The availability of Orkambi® (containing lumacaftor and ivacaftor) through the Pharmaceutical Benefits Scheme for patients with cystic fibrosis

Page last updated: 05 September 2018

The Australian Government will invest hundreds of millions over the next four years to subsidise a potentially life-changing medicine which treats Cystic Fibrosis, cutting the cost to patients by hundreds of thousands of dollars.

From 1 October 2018 Orkambi® (lumacaftor with ivacaftor) will be available on the Pharmaceutical Benefits Scheme (PBS) for the treatment of all patients six years of age and over who have two copies of the f508del mutation in the CFTR gene.

Patients would otherwise pay more than $240,000 a year for the medicine. This listing will now mean they only pay a maximum of $39.50 per script in 2018, with concessional patients paying just $6.40.

Cystic fibrosis is a progressive, genetic disease that causes persistent lung infections and limits the ability to breathe over time. In people with Cystic Fibrosis, a defective gene causes a thick, sticky build- up of mucus in the lungs, pancreas, and other organs.
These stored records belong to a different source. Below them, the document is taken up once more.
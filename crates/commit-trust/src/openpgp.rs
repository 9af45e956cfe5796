//! OpenPGP signature envelope handling.
//!
//! Decodes the armored signature and reads the issuer key id from the
//! signature packet. Signature verification itself belongs to the
//! [`GpgBackend`](crate::GpgBackend).

use crate::armor;
use crate::error::{TrustError, TrustResult};

const SIGNATURE_LABEL: &str = "PGP SIGNATURE";
const TAG_SIGNATURE: u8 = 2;
const SUBPACKET_ISSUER: u8 = 16;
const SUBPACKET_ISSUER_FINGERPRINT: u8 = 33;

/// A decoded OpenPGP signature.
#[derive(Debug, Clone, PartialEq, Eq)]
pub struct GpgSignature {
    /// Raw signature packet, header included.
    pub packet: Vec<u8>,

    /// Signature version (3 or 4).
    pub version: u8,

    /// Issuer key id as 16 upper-case hex digits, if the packet names one.
    pub issuer_key_id: Option<String>,
}

fn packet_error(reason: impl Into<String>) -> TrustError {
    TrustError::Packet {
        reason: reason.into(),
    }
}

/// Decode an armored commit signature.
pub fn extract_signature(armored: &str) -> TrustResult<GpgSignature> {
    let data = armor::decode(armored, SIGNATURE_LABEL)?;
    parse_signature_packet(&data)
}

/// Parse the first packet of `data`, which must be a signature packet.
pub fn parse_signature_packet(data: &[u8]) -> TrustResult<GpgSignature> {
    let (tag, body, consumed) = read_packet(data)?;
    if tag != TAG_SIGNATURE {
        return Err(packet_error(format!("expected signature packet, got tag {}", tag)));
    }

    let version = *body.first().ok_or_else(|| packet_error("empty signature packet"))?;
    let issuer_key_id = match version {
        3 => Some(v3_issuer(body)?),
        4 => v4_issuer(body)?,
        other => return Err(packet_error(format!("unsupported signature version {}", other))),
    };

    Ok(GpgSignature {
        packet: data[..consumed].to_vec(),
        version,
        issuer_key_id,
    })
}

/// Returns (tag, body, total bytes consumed).
fn read_packet(data: &[u8]) -> TrustResult<(u8, &[u8], usize)> {
    let first = *data.first().ok_or_else(|| packet_error("no packet data"))?;
    if first & 0x80 == 0 {
        return Err(packet_error("invalid packet header"));
    }

    let (tag, header_len, body_len): (u8, usize, usize) = if first & 0x40 != 0 {
        let tag = first & 0x3f;
        let o1 = usize::from(*data.get(1).ok_or_else(|| packet_error("truncated length"))?);
        match o1 {
            0..=191 => (tag, 2, o1),
            192..=223 => {
                let o2 = usize::from(*data.get(2).ok_or_else(|| packet_error("truncated length"))?);
                (tag, 3, ((o1 - 192) << 8) + o2 + 192)
            }
            255 => (tag, 6, be_u32(data.get(2..6))? as usize),
            _ => return Err(packet_error("partial body lengths are not supported")),
        }
    } else {
        let tag = (first >> 2) & 0x0f;
        match first & 0x03 {
            0 => (
                tag,
                2,
                usize::from(*data.get(1).ok_or_else(|| packet_error("truncated length"))?),
            ),
            1 => (tag, 3, usize::from(be_u16(data.get(1..3))?)),
            2 => (tag, 5, be_u32(data.get(1..5))? as usize),
            _ => (tag, 1, data.len() - 1),
        }
    };

    let end = header_len
        .checked_add(body_len)
        .filter(|end| *end <= data.len())
        .ok_or_else(|| packet_error("packet body exceeds data"))?;
    Ok((tag, &data[header_len..end], end))
}

fn v3_issuer(body: &[u8]) -> TrustResult<String> {
    // version, hashed length (5), type, creation time, key id
    if body.get(1) != Some(&5) {
        return Err(packet_error("invalid v3 hashed length"));
    }
    body.get(7..15)
        .map(hex::encode_upper)
        .ok_or_else(|| packet_error("truncated v3 signature"))
}

fn v4_issuer(body: &[u8]) -> TrustResult<Option<String>> {
    let hashed_len = usize::from(be_u16(body.get(4..6))?);
    let hashed_end = 6 + hashed_len;
    let hashed = body
        .get(6..hashed_end)
        .ok_or_else(|| packet_error("truncated hashed subpackets"))?;
    let unhashed_len = usize::from(be_u16(body.get(hashed_end..hashed_end + 2))?);
    let unhashed_start = hashed_end + 2;
    let unhashed = body
        .get(unhashed_start..unhashed_start + unhashed_len)
        .ok_or_else(|| packet_error("truncated unhashed subpackets"))?;

    let mut fingerprint_id = None;
    for area in [hashed, unhashed] {
        for (kind, data) in subpackets(area)? {
            match kind {
                SUBPACKET_ISSUER if data.len() == 8 => return Ok(Some(hex::encode_upper(data))),
                // version byte followed by the fingerprint; v4 ids are its low 8 bytes
                SUBPACKET_ISSUER_FINGERPRINT
                    if data.len() == 21 && data[0] == 4 && fingerprint_id.is_none() =>
                {
                    fingerprint_id = Some(hex::encode_upper(&data[13..21]));
                }
                _ => {}
            }
        }
    }
    Ok(fingerprint_id)
}

fn subpackets(mut area: &[u8]) -> TrustResult<Vec<(u8, &[u8])>> {
    let mut out = Vec::new();
    while !area.is_empty() {
        let o1 = usize::from(area[0]);
        let (len_size, len) = match o1 {
            0..=191 => (1, o1),
            192..=254 => {
                let o2 = usize::from(*area.get(1).ok_or_else(|| packet_error("truncated subpacket"))?);
                (2, ((o1 - 192) << 8) + o2 + 192)
            }
            _ => (5, be_u32(area.get(1..5))? as usize),
        };
        if len == 0 {
            return Err(packet_error("empty subpacket"));
        }
        let end = len_size + len;
        let sub = area
            .get(len_size..end)
            .ok_or_else(|| packet_error("subpacket exceeds area"))?;
        out.push((sub[0] & 0x7f, &sub[1..]));
        area = &area[end..];
    }
    Ok(out)
}

fn be_u16(bytes: Option<&[u8]>) -> TrustResult<u16> {
    match bytes {
        Some(&[a, b]) => Ok(u16::from_be_bytes([a, b])),
        _ => Err(packet_error("truncated u16")),
    }
}

fn be_u32(bytes: Option<&[u8]>) -> TrustResult<u32> {
    match bytes {
        Some(&[a, b, c, d]) => Ok(u32::from_be_bytes([a, b, c, d])),
        _ => Err(packet_error("truncated u32")),
    }
}
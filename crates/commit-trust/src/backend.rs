//! Cryptographic verifier contracts.

use crate::error::TrustResult;
use crate::openpgp::GpgSignature;
use crate::types::GpgKey;

/// Which part of a key validated a signature.
#[derive(Debug, Clone, Copy, PartialEq, Eq)]
pub enum KeyMatch {
    Primary,
    /// Index into [`GpgKey::subkeys`].
    Subkey(usize),
}

impl KeyMatch {
    /// The key record that matched.
    pub fn select<'a>(&self, key: &'a GpgKey) -> Option<&'a GpgKey> {
        match self {
            Self::Primary => Some(key),
            Self::Subkey(index) => key.subkeys.get(*index),
        }
    }
}

/// OpenPGP signature verification.
pub trait GpgBackend: Send + Sync {
    /// Verify `signature` over `payload` against the key or any of its
    /// subkeys that can sign.
    ///
    /// `Ok(None)` means no key part validated the signature; `Err` means the
    /// backend could not process the key or hash the payload.
    fn verify(
        &self,
        signature: &GpgSignature,
        payload: &[u8],
        key: &GpgKey,
        candidate_email: &str,
    ) -> TrustResult<Option<KeyMatch>>;

    /// Parse an armored public key block into primary keys with subkeys.
    fn parse_armored_keys(&self, armored: &str) -> TrustResult<Vec<GpgKey>>;
}

/// SSH signature verification.
pub trait SshVerifier: Send + Sync {
    /// Whether the armored SSH `signature` over `payload` was made by
    /// `public_key` (authorized-keys line) under `namespace`.
    fn verify(&self, signature: &str, payload: &[u8], public_key: &str, namespace: &str) -> bool;
}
Lung failure is the major cause of death for someone with Cystic Fibrosis. There is no cure.

Each year around 80 babies with Cystic Fibrosis are born in Australia. About half have two copies of the f508del mutation, making this the most common form of Cystic Fibrosis in Australia.

Orkambi has been shown to slow the rate of decline in lung function and reduce the number of infections in people with Cystic Fibrosis for periods of up to two years. If these improvements can be shown to continue longer term, this could be a significant health improvement for patients with this disease.
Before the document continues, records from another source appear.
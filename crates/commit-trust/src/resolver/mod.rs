//! Signature-to-identity resolution.
//!
//! GPG signatures are resolved through these tiers, in order:
//! 1. Keys registered under the signature's issuer key id
//! 2. Keys owned by the committer
//! 3. The instance signing key
//! 4. The repository default signing key
//!
//! SSH signatures are resolved against:
//! 1. Attested keys owned by the committer
//! 2. Configured trusted (rotated) keys
//! 3. The instance signing key
//!
//! The first tier that verifies the signature decides the verdict. A lookup
//! failure ends resolution immediately.

pub(crate) mod gpg;
pub(crate) mod ssh;

use crate::backend::{GpgBackend, SshVerifier};
use crate::cache::LookupCache;
use crate::config::SigningConfigProvider;
use crate::context::RequestContext;
use crate::store::{IdentityStore, KeyStore};
use crate::types::{Commit, CommitSignature, Identity};
use crate::verdict::Verdict;

/// Outcome of one resolution tier.
#[derive(Debug)]
pub(crate) enum Step {
    /// Nothing found; try the next tier.
    Continue,

    /// A key matched the signature's key id but did not verify it.
    Mismatch,

    /// Resolution is over.
    Terminal(Verdict),
}

/// Borrowed view of the verifier's collaborators.
#[derive(Clone, Copy)]
pub(crate) struct Deps<'a> {
    pub(crate) keys: &'a dyn KeyStore,
    pub(crate) identities: &'a dyn IdentityStore,
    pub(crate) signing: &'a dyn SigningConfigProvider,
    pub(crate) gpg: &'a dyn GpgBackend,
    pub(crate) ssh: &'a dyn SshVerifier,
    pub(crate) cache: &'a LookupCache,
}

/// A single verification request.
pub(crate) struct Request<'a> {
    pub(crate) ctx: &'a RequestContext,
    pub(crate) commit: &'a Commit,
    pub(crate) signature: &'a CommitSignature,
    pub(crate) committer: &'a Identity,
}
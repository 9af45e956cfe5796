//! Value objects for commits, identities and key records.

use serde::{Deserialize, Serialize};

/// Armor header that marks an SSH signature.
pub const SSH_SIGNATURE_HEADER: &str = "-----BEGIN SSH SIGNATURE-----";

/// Numeric account id. Real accounts are always non-zero.
pub type AccountId = i64;

/// Case-insensitive comparison with full Unicode case folding, so that
/// `ÉLISE@example.com` and `élise@example.com` are the same address.
pub(crate) fn fold_eq(a: &str, b: &str) -> bool {
    a == b
        || a.chars()
            .flat_map(char::to_lowercase)
            .eq(b.chars().flat_map(char::to_lowercase))
}

/// A commit submitted for verification.
#[derive(Debug, Clone, PartialEq, Eq)]
pub struct Commit {
    /// Commit id (hex object name).
    pub id: String,

    /// Raw committer name/email from the commit header.
    pub committer: Signature,

    /// Embedded signature, if the commit is signed.
    pub signature: Option<CommitSignature>,

    /// Repository the commit belongs to.
    pub repository: RepositoryRef,
}

/// Name/email pair as written in a commit header.
#[derive(Debug, Clone, PartialEq, Eq, Default, Serialize, Deserialize)]
pub struct Signature {
    pub name: String,
    pub email: String,
}

impl Signature {
    pub fn new(name: impl Into<String>, email: impl Into<String>) -> Self {
        Self {
            name: name.into(),
            email: email.into(),
        }
    }
}

/// Repository reference used to look up repository-level signing keys.
#[derive(Debug, Clone, PartialEq, Eq, Hash, Default, Serialize, Deserialize)]
pub struct RepositoryRef {
    /// `owner/name` path.
    pub full_name: String,
}

impl RepositoryRef {
    pub fn new(full_name: impl Into<String>) -> Self {
        Self {
            full_name: full_name.into(),
        }
    }
}

/// Signature format, derived from the armor marker.
#[derive(Debug, Clone, Copy, PartialEq, Eq, Serialize, Deserialize)]
#[serde(rename_all = "lowercase")]
pub enum SignatureFormat {
    Gpg,
    Ssh,
}

/// A commit signature together with the payload it was computed over.
#[derive(Debug, Clone, PartialEq, Eq)]
pub struct CommitSignature {
    /// Armored signature text.
    pub signature: String,

    /// Canonical signed payload.
    pub payload: Vec<u8>,
}

impl CommitSignature {
    pub fn new(signature: impl Into<String>, payload: impl Into<Vec<u8>>) -> Self {
        Self {
            signature: signature.into(),
            payload: payload.into(),
        }
    }

    /// Classify by leading armor marker. Anything that is not SSH is treated as GPG.
    pub fn format(&self) -> SignatureFormat {
        if self.signature.starts_with(SSH_SIGNATURE_HEADER) {
            SignatureFormat::Ssh
        } else {
            SignatureFormat::Gpg
        }
    }
}

/// A registered account.
#[derive(Debug, Clone, PartialEq, Eq, Serialize, Deserialize)]
pub struct Account {
    pub id: AccountId,
    pub name: String,
    pub email: String,

    /// Synthetic address used when the real one is hidden.
    #[serde(default)]
    pub placeholder_email: Option<String>,
}

impl Account {
    pub fn new(id: AccountId, name: impl Into<String>, email: impl Into<String>) -> Self {
        Self {
            id,
            name: name.into(),
            email: email.into(),
            placeholder_email: None,
        }
    }

    pub fn with_placeholder_email(mut self, email: impl Into<String>) -> Self {
        self.placeholder_email = Some(email.into());
        self
    }
}

/// Who a commit or signature is attributed to.
///
/// `Synthetic` identities carry only a display name/email and are built when
/// no account is known, e.g. for instance-wide signing keys.
#[derive(Debug, Clone, PartialEq, Eq, Serialize, Deserialize)]
#[serde(tag = "kind", rename_all = "lowercase")]
pub enum Identity {
    Known(Account),
    Synthetic { name: String, email: String },
}

impl Identity {
    pub fn synthetic(name: impl Into<String>, email: impl Into<String>) -> Self {
        Self::Synthetic {
            name: name.into(),
            email: email.into(),
        }
    }

    /// Account if known, otherwise a synthetic identity for the commit header.
    /// Accounts with id 0 count as unknown.
    pub fn from_committer(account: Option<Account>, committer: &Signature) -> Self {
        match account.filter(|account| account.id != 0) {
            Some(account) => Self::Known(account),
            None => Self::synthetic(committer.name.clone(), committer.email.clone()),
        }
    }

    pub fn name(&self) -> &str {
        match self {
            Self::Known(account) => &account.name,
            Self::Synthetic { name, .. } => name,
        }
    }

    pub fn email(&self) -> &str {
        match self {
            Self::Known(account) => &account.email,
            Self::Synthetic { email, .. } => email,
        }
    }

    pub fn account(&self) -> Option<&Account> {
        match self {
            Self::Known(account) => Some(account),
            Self::Synthetic { .. } => None,
        }
    }

    pub fn is_synthetic(&self) -> bool {
        matches!(self, Self::Synthetic { .. })
    }
}

/// Email attached to a key record.
#[derive(Debug, Clone, PartialEq, Eq, Serialize, Deserialize)]
pub struct KeyEmail {
    pub email: String,
    #[serde(default)]
    pub is_activated: bool,
}

impl KeyEmail {
    pub fn activated(email: impl Into<String>) -> Self {
        Self {
            email: email.into(),
            is_activated: true,
        }
    }

    pub fn unactivated(email: impl Into<String>) -> Self {
        Self {
            email: email.into(),
            is_activated: false,
        }
    }
}

/// Stored OpenPGP key, either a primary key or one of its subkeys.
#[derive(Debug, Clone, PartialEq, Eq, Default, Serialize, Deserialize)]
pub struct GpgKey {
    /// Record id in the key store.
    #[serde(default)]
    pub id: i64,

    /// Owning account (absent for unowned keys).
    #[serde(default)]
    pub owner_id: Option<AccountId>,

    /// 16 hex digit key id, upper case.
    pub key_id: String,

    /// Key id of the primary key when this record is a subkey.
    #[serde(default)]
    pub primary_key_id: Option<String>,

    /// Base64 encoded public key packet.
    #[serde(default)]
    pub content: String,

    #[serde(default)]
    pub can_sign: bool,

    /// Whether the binding of this key to its owner has been attested.
    #[serde(default)]
    pub verified: bool,

    #[serde(default)]
    pub emails: Vec<KeyEmail>,

    #[serde(default)]
    pub subkeys: Vec<GpgKey>,
}

impl GpgKey {
    /// Key record carrying only a key id (used on unverified verdicts).
    pub fn with_key_id(key_id: impl Into<String>) -> Self {
        Self {
            key_id: key_id.into(),
            ..Self::default()
        }
    }

    /// Whether `key_id` names this key or one of its subkeys.
    pub fn addresses(&self, key_id: &str) -> bool {
        fold_eq(&self.key_id, key_id) || self.subkeys.iter().any(|sub| fold_eq(&sub.key_id, key_id))
    }
}

/// Stored SSH public key.
#[derive(Debug, Clone, PartialEq, Eq, Default, Serialize, Deserialize)]
pub struct SshKey {
    #[serde(default)]
    pub id: i64,

    #[serde(default)]
    pub owner_id: Option<AccountId>,

    #[serde(default)]
    pub name: String,

    /// `SHA256:` fingerprint of the key blob.
    pub fingerprint: String,

    /// Authorized-keys line (`ssh-ed25519 AAAA... comment`).
    pub content: String,

    /// Whether the binding of this key to its owner has been attested.
    #[serde(default)]
    pub verified: bool,
}

#[cfg(test)]
mod tests {
    use super::*;

    #[test]
    fn test_format_detection() {
        let ssh = CommitSignature::new(
            "-----BEGIN SSH SIGNATURE-----\nU1NIU0lH\n-----END SSH SIGNATURE-----\n",
            "payload",
        );
        assert_eq!(ssh.format(), SignatureFormat::Ssh);

        let gpg = CommitSignature::new("-----BEGIN PGP SIGNATURE-----\n", "payload");
        assert_eq!(gpg.format(), SignatureFormat::Gpg);

        // Leading whitespace is not an SSH marker.
        let odd = CommitSignature::new(" -----BEGIN SSH SIGNATURE-----", "payload");
        assert_eq!(odd.format(), SignatureFormat::Gpg);
    }

    #[test]
    fn test_identity_from_committer() {
        let header = Signature::new("Jane", "jane@example.com");
        let synthetic = Identity::from_committer(None, &header);
        assert!(synthetic.is_synthetic());
        assert_eq!(synthetic.name(), "Jane");
        assert_eq!(synthetic.email(), "jane@example.com");
        assert!(synthetic.account().is_none());

        let known = Identity::from_committer(Some(Account::new(7, "jane", "j@x.org")), &header);
        assert_eq!(known.account().map(|a| a.id), Some(7));
        assert_eq!(known.email(), "j@x.org");

        let placeholder = Identity::from_committer(Some(Account::new(0, "ghost", "")), &header);
        assert!(placeholder.is_synthetic());
    }

    #[test]
    fn test_key_addresses_subkeys() {
        let key = GpgKey {
            key_id: "AAAAAAAAAAAAAAAA".into(),
            subkeys: vec![GpgKey::with_key_id("BBBBBBBBBBBBBBBB")],
            ..GpgKey::default()
        };
        assert!(key.addresses("aaaaaaaaaaaaaaaa"));
        assert!(key.addresses("BBBBBBBBBBBBBBBB"));
        assert!(!key.addresses("CCCCCCCCCCCCCCCC"));
    }

    #[test]
    fn test_fold_eq_unicode() {
        assert!(fold_eq("ÉLISE@example.com", "élise@example.com"));
        assert!(fold_eq("Jane@Example.COM", "jane@example.com"));
        assert!(!fold_eq("elise@example.com", "élise@example.com"));
        assert!(!fold_eq("jane@example.com", "jane@example.co"));
    }
}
The Minister for Health has thanked Vertex for immediately opening up compassionate access to Orkambi from 1 September 2018 ahead of the 1 October 2018 listing on the PBS.

The independent Pharmaceutical Benefits Advisory Committee (PBAC) recommended the listing of Orkambi. The PBAC considered it would be appropriate for the listing to occur under a Managed Access Program (MAP). The PBAC is independent of Government by law and in practice. By law the Australian Government cannot list a new medicine on the PBS without a positive recommendation from PBAC.

The MAP recommended by the PBAC provides for a subsidy to be paid at the Vertex asking price for an extended period to allow Vertex to provide further data to the PBAC on the long term benefits of treatment. If Vertex cannot do that, the subsidy will continue, but at a price consistent with the evidence provided to the PBAC.

It is important to analyse the performance of expensive medicines over time to ensure that the promised benefits become reality and that people’s health and quality of life are indeed better.

The Australian Government has helped improve the health of Australians by subsidising more than $9 billion worth of new medicines and is committed to subsidise all drugs recommended by the PBAC.

PBS listings are published on the Schedule of Pharmaceutical Benefits, which is available through the PBS website.